图8示出了在时频域中从之前图所选的节点的动态范围:整个范围(A)和放大(B)。
图9示出了具有附加可选光传感器的另一系统的方案。
具体实施方式
本发明的目的是介绍一种增材制造(AM)工艺的质量控制的新型方法,特别是基于离子束、微波或激光粉末烧结或熔化(用于粉末床和离子和电子束、微波或激光粉末沉积)。该方法旨在成为一个独立的反馈控制回路,提供增材制造工艺的实时在线监测。而且,公开了一种使用所述方法的装置。
增材制造装置包括离子和电子束、微波或激光照射系统,离子和电子束、微波或激光照射系统包括离子和电子束、微波或激光电子装置1控制的离子和电子束、微波或激光源2、离子和电子束、微波或激光聚焦装置3,离子和电子束、微波或激光聚焦装置3在粉末材料上将离子和电子束、微波或激光源2的离子和电子束、微波或激光束照射聚焦成离子和电子束、微波或激光照射聚焦光斑30,形成烧结或熔化体4。从离子和电子束、微波或激光烧结或熔化工艺可知,离子和电子束、微波或激光烧结或熔化粉末材料。
对于增材制造工艺的质量控制,传感器读出系统布置在离子和电子束、微波或激光烧结或熔化体4附近。
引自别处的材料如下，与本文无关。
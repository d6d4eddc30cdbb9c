//! HasMany Relationship - parent model has many related models

use once_cell::sync::OnceCell;
use serde_json::Value;
use tracing::debug;

use super::keys::{parent_key_value, resolve_foreign_key, resolve_local_key};
use super::metadata::{RelationDefinition, RelationType};
use super::options::HasManyOptions;
use super::traits::RelationContract;
use crate::backends::Database;
use crate::error::{ModelError, ModelResult};
use crate::model::{ModelInstance, ModelRegistry, ModelSchema};

#[derive(Debug)]
pub struct HasMany {
    name: String,
    options: HasManyOptions,
    definition: OnceCell<RelationDefinition>,
}

impl HasMany {
    pub fn new(name: &str, options: HasManyOptions) -> Self {
        Self {
            name: name.to_string(),
            options,
            definition: OnceCell::new(),
        }
    }

    pub fn options(&self) -> &HasManyOptions {
        &self.options
    }

    /// Set the child's foreign key from the parent and insert it
    pub async fn save(
        &self,
        owner: &ModelSchema,
        registry: &ModelRegistry,
        parent: &ModelInstance,
        child: &mut ModelInstance,
        db: &Database,
    ) -> ModelResult<()> {
        let definition = self.boot(owner, registry)?;
        save_child(definition, registry, parent, child, db).await
    }

    /// Build a child from raw attributes, then save it
    pub async fn create(
        &self,
        owner: &ModelSchema,
        registry: &ModelRegistry,
        parent: &ModelInstance,
        attributes: Value,
        db: &Database,
    ) -> ModelResult<ModelInstance> {
        let definition = self.boot(owner, registry)?;
        let related = registry.get(&definition.related_model)?;
        let mut child = ModelInstance::from_attributes(&related, attributes);
        save_child(definition, registry, parent, &mut child, db).await?;
        Ok(child)
    }
}

impl RelationContract for HasMany {
    fn name(&self) -> &str {
        &self.name
    }

    fn relation_type(&self) -> RelationType {
        RelationType::HasMany
    }

    fn related_model(&self) -> &str {
        &self.options.related_model
    }

    fn boot(&self, owner: &ModelSchema, registry: &ModelRegistry) -> ModelResult<&RelationDefinition> {
        self.definition.get_or_try_init(|| {
            resolve_direct(owner, registry, &self.name, &self.options, RelationType::HasMany)
        })
    }

    fn is_booted(&self) -> bool {
        self.definition.get().is_some()
    }
}

/// Key resolution shared by `hasOne` and `hasMany`: both keep the foreign key on the related model
pub(crate) fn resolve_direct(
    owner: &ModelSchema,
    registry: &ModelRegistry,
    name: &str,
    options: &HasManyOptions,
    relation_type: RelationType,
) -> ModelResult<RelationDefinition> {
    let related = registry.get(&options.related_model)?;

    let local_key = resolve_local_key(owner, name, options.local_key.as_deref(), owner.primary_key())?;
    let default_foreign_key = owner
        .naming()
        .relation_foreign_key(owner.name(), owner.primary_key());
    let foreign_key = resolve_foreign_key(
        &related,
        name,
        options.foreign_key.as_deref(),
        &default_foreign_key,
    )?;

    debug!(
        model = owner.name(),
        relation = name,
        kind = %relation_type,
        local_key = %local_key.attribute,
        foreign_key = %foreign_key.attribute,
        "relation booted"
    );

    Ok(RelationDefinition {
        relation_name: name.to_string(),
        relation_type,
        related_model: related.name().to_string(),
        related_table: related.table().to_string(),
        local_key,
        foreign_key,
        pivot: None,
        through: None,
    })
}

pub(crate) async fn save_child(
    definition: &RelationDefinition,
    registry: &ModelRegistry,
    parent: &ModelInstance,
    child: &mut ModelInstance,
    db: &Database,
) -> ModelResult<()> {
    let related = registry.get(&definition.related_model)?;
    let value = parent_key_value(parent, &definition.relation_name, &definition.local_key)?
        .ok_or_else(|| ModelError::MissingLocalKeyValue {
            model: parent.model_name().to_string(),
            relation: definition.relation_name.clone(),
            key: definition.local_key.attribute.clone(),
        })?;

    child.set_attribute(&definition.foreign_key.attribute, value.to_json());
    child.set_options(parent.options().clone());

    let client = db.client(parent.options())?;
    client.execute(&child.insert_query(&related)).await?;
    child.mark_persisted();
    Ok(())
}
传感器读出系统5包括至少一个光纤传感器50、信号线51、处理单元52和反馈回路53。处理单元52分析来自声发射光纤传感器50的数据。
在进行离子和电子束、微波或激光烧结或熔化时,至少一个光纤传感器50读出声发射信号,该声发射信号由信号线51转发到处理单元52。在处理单元52中,如下所述,进行声发射信号的分析。在分析测量的AE信号之后,可以根据测量和分析的信号将离子和电子束、微波或激光电子装置1以及离子和电子束、微波或激光聚焦装置3适应为新的改进参数,接下来进行下一离子和电子束、微波或激光烧结或熔化(可以是增材制造)步骤。信号处理单元52经由反馈回路53连接到离子和电子束、微波或激光电子装置1,用于离子和电子束、微波或激光增材制造工艺参数的适应。
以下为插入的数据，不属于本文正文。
//! Query Builder INSERT statements

use super::builder::QueryBuilder;
use super::types::Statement;
use serde_json::Value;

impl QueryBuilder {
    /// Turn the builder into `INSERT INTO table`
    pub fn insert_into(mut self, table: &str) -> Self {
        self.statement = Statement::Insert;
        self.table = Some(table.to_string());
        self
    }

    /// Column value for the INSERT, in call order
    pub fn set<T: Into<Value>>(mut self, column: &str, value: T) -> Self {
        self.values.push((column.to_string(), value.into()));
        self
    }
}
增材制造工艺通过使用多个光纤传感器50进行声学检测,所述光纤传感器50围绕工艺轴L对称地布置。至少一个光纤传感器50必须在离子和电子束、微波或激光源2与离子和电子束、微波或激光照射聚焦光斑30之间布置在工艺轴L的旁边。这里,光纤传感器50处于烧结或熔化环境中,与粉末材料4接触或不接触。光纤传感器50可以远离烧结或熔化体4放置或与烧结或熔化体4接触或者甚至放置在粉末材料4内。通过将光纤传感器50放置在相对于工艺轴L的特定位置、距离和定向,可以调整动态范围以进行质量控制测量。
通过使用多个光纤传感器50实现了优化的结果。所有光纤传感器50的光纤轴f相对于工艺轴L分别以相等的角度θ倾斜。发现光纤传感器50朝向工艺轴L的定向影响传感器50的灵敏度。通过改变角度θ,可以改变光纤传感器50的灵敏度。θ的范围在90度和0度之间变化,必须优化θ以在烧结或熔化工艺中达到所需的灵敏度。10°到70°之间的角度θ可以实现最佳结果。
具体使用的光纤传感器50示意性地示出为布拉格光栅,其在图1中标记为500。光纤传感器不限于这种特定类型。除了具有布拉格光栅的光纤传感器50之外,还使用法布里-珀罗光纤、光纤干涉仪或这些的任意组合。通过以下方法可以在光纤中形成法布里-珀罗腔:放置镜面端面;或将两个FBG紧密内接;或在FBG长度内引入相移;或使用单个FBG和切割的光纤边缘。有许多方法,而我们使用具有法布里-珀罗腔的光纤。这些光纤传感器50对AE非常敏感,这反过来又引起光纤中的振动并因此改变其光学性质。
在现实生活条件下,声波在空气/周围气体中传播时失真很微弱,因此,这些失真并不重要,可以忽略不计。在距离工艺区一定距离处可检测到声波。通过在粉末内放置放大元件也可以放大信号。由于颗粒的尺寸和颗粒之间的多个界面,所以粉末是声学绝缘体。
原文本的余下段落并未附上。